Scan the data beneath this task and copy each line that includes "asks".

Dataset records
====

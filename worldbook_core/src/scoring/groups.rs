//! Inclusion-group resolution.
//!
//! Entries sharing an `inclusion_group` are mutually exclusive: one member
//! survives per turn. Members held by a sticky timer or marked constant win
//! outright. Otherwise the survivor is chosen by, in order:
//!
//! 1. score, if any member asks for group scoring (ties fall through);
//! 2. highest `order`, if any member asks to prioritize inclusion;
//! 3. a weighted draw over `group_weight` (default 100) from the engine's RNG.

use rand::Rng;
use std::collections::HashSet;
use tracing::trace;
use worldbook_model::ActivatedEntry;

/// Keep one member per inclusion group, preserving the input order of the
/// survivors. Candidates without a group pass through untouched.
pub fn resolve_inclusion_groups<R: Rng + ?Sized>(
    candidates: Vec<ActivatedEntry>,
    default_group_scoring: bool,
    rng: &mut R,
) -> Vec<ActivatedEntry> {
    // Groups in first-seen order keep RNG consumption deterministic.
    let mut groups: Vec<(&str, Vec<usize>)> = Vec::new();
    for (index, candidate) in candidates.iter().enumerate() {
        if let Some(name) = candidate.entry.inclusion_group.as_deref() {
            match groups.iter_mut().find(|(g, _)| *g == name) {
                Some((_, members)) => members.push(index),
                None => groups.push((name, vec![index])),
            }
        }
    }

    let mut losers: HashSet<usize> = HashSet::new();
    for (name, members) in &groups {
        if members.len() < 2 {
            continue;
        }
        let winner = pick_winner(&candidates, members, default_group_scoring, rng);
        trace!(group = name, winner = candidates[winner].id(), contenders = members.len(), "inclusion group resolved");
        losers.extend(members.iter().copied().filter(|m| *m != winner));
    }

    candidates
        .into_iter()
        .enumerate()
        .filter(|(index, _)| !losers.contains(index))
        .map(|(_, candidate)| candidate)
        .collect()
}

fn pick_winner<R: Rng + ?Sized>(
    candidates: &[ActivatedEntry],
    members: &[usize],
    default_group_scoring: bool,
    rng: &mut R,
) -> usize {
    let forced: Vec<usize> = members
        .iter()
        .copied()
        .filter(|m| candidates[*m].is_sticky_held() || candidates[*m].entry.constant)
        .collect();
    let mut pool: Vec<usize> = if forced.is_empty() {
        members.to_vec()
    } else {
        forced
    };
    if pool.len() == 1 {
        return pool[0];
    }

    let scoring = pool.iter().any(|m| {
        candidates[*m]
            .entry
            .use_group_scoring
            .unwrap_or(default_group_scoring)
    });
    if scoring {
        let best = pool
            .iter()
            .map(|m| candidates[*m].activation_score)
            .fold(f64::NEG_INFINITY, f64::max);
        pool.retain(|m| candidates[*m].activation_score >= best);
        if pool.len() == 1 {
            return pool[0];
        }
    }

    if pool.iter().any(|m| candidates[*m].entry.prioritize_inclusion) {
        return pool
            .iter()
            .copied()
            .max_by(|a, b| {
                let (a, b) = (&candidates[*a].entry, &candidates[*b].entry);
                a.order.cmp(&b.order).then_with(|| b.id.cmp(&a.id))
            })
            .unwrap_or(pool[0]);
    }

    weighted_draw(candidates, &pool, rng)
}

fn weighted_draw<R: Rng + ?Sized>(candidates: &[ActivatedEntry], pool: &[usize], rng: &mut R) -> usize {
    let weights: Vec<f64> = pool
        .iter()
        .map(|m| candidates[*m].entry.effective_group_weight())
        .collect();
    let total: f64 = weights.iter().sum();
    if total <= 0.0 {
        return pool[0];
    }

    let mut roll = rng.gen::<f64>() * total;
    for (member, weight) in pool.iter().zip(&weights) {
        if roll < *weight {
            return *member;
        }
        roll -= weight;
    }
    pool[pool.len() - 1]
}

====

- EXERCISE RESULT
//! 1. score, if any member asks for group scoring (ties fall through);
//! 2. highest `order`, if any member asks to prioritize inclusion;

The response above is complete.